(Records from a data source)

*** Block opens ***

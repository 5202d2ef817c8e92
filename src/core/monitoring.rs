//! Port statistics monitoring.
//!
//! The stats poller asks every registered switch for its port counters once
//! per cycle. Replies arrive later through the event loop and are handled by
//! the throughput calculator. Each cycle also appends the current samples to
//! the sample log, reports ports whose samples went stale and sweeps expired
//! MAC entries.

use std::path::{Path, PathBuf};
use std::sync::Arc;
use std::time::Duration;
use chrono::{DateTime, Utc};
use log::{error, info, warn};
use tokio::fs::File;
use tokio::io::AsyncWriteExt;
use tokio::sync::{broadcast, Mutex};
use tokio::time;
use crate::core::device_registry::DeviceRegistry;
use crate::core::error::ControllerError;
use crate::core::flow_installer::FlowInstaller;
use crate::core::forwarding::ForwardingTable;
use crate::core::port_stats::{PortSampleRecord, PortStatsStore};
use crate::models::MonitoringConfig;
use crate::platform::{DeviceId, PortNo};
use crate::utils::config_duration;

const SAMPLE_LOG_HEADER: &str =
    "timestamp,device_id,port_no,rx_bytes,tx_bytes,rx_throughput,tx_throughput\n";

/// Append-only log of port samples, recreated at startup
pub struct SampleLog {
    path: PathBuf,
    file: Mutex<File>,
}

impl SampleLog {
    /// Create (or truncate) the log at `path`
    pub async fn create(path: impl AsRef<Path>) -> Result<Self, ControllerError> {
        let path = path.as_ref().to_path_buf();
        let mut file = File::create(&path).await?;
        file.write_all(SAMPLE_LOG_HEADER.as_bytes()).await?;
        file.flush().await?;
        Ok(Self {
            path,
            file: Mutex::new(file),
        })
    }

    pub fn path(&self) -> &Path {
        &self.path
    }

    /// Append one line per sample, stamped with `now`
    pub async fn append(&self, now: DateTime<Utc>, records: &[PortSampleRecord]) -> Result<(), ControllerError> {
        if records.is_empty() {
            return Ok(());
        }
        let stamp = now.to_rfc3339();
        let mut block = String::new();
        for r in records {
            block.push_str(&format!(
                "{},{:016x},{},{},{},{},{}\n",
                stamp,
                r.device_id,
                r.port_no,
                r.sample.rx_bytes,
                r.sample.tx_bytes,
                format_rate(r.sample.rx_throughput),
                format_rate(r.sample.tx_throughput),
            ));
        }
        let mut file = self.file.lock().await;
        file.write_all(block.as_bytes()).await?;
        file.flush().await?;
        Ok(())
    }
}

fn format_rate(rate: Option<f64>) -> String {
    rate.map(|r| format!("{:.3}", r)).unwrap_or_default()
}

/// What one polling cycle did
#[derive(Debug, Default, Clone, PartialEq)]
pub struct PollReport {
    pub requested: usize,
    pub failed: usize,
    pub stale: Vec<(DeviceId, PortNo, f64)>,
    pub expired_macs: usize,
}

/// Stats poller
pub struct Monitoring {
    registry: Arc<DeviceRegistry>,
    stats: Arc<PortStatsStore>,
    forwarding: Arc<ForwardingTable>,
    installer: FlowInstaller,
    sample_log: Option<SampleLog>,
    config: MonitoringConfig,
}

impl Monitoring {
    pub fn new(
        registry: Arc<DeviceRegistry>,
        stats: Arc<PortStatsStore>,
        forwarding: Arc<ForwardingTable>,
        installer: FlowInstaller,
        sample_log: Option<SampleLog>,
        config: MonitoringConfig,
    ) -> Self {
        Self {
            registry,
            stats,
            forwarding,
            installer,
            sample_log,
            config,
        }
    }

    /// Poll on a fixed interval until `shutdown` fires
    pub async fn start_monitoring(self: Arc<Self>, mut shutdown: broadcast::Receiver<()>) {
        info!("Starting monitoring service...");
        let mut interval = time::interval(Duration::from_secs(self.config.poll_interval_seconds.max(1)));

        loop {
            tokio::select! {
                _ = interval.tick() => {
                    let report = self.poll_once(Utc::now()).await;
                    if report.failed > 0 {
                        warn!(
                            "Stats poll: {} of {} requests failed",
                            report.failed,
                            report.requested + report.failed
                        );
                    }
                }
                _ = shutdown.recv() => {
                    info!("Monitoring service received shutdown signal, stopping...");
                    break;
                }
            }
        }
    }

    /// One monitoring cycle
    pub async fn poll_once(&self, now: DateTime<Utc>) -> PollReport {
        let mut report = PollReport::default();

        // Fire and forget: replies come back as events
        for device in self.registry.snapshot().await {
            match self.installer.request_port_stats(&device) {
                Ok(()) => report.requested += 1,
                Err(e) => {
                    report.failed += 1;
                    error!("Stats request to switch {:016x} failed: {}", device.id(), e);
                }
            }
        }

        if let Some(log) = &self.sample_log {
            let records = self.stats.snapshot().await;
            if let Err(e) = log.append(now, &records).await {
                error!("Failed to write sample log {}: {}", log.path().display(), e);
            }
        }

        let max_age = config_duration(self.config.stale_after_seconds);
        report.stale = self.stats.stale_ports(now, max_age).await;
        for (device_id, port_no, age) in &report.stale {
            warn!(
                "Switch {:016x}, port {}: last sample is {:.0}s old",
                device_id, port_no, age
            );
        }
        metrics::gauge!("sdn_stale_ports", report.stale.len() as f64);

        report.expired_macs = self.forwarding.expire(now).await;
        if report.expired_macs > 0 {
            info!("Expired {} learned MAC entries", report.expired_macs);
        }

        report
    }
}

*** Block closes ***

■ **Exercise prompt**
Among the records, find every line holding the word "PollReport" and copy it.

■ **Result of the task**
pub struct PollReport {
    pub async fn poll_once(&self, now: DateTime<Utc>) -> PollReport {
        let mut report = PollReport::default();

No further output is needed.